[Required work]
Find the string "post" in the listing and report every line that has it.

[Supplied records]

------------------------------------------------------------

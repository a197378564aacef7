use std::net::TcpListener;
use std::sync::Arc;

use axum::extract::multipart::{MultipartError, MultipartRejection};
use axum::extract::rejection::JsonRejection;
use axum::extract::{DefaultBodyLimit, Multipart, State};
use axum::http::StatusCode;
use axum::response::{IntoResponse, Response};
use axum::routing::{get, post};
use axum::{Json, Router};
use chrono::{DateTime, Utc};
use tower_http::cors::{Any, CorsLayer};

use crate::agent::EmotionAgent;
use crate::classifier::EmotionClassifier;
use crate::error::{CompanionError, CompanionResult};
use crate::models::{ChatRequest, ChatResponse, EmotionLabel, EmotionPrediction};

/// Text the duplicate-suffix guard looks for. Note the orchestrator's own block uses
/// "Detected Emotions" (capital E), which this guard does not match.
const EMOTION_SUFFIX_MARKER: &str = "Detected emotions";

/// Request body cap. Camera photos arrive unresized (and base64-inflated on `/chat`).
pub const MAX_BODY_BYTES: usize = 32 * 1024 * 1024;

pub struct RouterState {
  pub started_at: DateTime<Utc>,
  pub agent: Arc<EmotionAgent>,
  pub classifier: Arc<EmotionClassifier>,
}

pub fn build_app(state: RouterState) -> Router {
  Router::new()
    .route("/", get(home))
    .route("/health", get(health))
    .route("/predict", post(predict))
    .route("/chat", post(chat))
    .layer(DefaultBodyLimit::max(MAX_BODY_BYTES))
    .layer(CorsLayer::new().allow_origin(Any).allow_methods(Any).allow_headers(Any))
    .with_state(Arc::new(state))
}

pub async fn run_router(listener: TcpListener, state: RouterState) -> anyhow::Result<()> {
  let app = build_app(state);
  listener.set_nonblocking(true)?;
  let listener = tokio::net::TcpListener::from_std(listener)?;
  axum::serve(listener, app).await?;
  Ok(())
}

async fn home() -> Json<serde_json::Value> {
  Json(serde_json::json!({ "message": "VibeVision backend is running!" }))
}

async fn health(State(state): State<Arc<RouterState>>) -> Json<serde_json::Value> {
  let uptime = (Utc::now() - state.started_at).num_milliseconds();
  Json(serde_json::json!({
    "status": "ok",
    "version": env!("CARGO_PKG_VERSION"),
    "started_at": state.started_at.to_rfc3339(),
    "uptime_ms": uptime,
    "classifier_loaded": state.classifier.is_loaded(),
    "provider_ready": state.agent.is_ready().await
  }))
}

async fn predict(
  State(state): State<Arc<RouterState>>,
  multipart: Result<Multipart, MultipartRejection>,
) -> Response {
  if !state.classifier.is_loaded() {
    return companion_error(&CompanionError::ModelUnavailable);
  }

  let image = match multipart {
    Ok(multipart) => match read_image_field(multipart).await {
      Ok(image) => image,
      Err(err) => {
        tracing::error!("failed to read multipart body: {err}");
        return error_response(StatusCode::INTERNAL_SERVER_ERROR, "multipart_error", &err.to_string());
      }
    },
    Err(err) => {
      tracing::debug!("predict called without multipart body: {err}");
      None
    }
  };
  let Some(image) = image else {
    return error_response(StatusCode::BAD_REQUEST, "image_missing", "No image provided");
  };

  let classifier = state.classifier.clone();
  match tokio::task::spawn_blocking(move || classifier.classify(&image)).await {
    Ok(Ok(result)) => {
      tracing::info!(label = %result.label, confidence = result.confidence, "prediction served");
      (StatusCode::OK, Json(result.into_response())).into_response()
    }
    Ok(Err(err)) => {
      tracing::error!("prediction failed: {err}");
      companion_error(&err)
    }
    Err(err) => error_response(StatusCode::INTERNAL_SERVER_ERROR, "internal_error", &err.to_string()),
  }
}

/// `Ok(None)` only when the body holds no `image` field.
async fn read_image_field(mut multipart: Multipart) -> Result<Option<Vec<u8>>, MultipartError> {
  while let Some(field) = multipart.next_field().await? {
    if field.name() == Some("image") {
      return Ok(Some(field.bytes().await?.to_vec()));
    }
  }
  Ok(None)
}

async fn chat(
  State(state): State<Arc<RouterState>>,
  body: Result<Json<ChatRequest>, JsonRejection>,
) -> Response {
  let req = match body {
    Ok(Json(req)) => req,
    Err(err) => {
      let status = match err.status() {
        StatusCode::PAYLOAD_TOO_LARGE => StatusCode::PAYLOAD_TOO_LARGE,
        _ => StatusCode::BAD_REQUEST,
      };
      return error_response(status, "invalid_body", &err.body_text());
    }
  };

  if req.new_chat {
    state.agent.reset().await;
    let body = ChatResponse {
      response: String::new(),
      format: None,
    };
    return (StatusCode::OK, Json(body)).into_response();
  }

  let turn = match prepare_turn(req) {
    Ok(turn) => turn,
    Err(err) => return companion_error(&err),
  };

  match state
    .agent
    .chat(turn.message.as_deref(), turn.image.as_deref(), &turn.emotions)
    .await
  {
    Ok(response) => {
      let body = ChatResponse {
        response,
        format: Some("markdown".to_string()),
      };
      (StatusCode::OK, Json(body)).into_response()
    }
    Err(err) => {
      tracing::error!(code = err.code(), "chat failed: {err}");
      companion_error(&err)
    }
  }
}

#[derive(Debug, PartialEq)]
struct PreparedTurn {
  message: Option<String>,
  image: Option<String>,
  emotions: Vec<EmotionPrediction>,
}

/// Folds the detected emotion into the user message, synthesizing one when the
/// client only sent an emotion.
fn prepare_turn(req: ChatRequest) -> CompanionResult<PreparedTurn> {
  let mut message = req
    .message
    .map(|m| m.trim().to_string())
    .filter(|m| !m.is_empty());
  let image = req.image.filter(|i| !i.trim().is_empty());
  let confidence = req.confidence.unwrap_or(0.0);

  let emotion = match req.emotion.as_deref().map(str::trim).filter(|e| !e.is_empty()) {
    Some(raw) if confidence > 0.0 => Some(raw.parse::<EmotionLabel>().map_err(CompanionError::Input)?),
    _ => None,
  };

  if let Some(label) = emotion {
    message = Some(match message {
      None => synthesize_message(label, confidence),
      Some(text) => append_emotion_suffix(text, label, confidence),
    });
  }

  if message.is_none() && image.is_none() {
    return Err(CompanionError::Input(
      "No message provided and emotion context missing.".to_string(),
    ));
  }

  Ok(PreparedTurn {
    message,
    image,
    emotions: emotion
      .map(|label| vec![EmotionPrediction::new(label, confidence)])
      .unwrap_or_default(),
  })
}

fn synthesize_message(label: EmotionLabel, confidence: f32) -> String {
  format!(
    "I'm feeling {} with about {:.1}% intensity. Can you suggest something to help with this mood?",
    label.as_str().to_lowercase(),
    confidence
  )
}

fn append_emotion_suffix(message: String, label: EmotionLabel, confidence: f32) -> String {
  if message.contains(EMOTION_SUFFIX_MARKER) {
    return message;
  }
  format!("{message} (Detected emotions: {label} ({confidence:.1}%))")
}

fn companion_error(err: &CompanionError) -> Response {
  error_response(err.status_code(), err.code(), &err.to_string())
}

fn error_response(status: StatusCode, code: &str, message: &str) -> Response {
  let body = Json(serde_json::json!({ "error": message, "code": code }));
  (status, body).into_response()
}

------------------------------------------------------------

[Result]
use axum::routing::{get, post};
    .route("/predict", post(predict))
    .route("/chat", post(chat))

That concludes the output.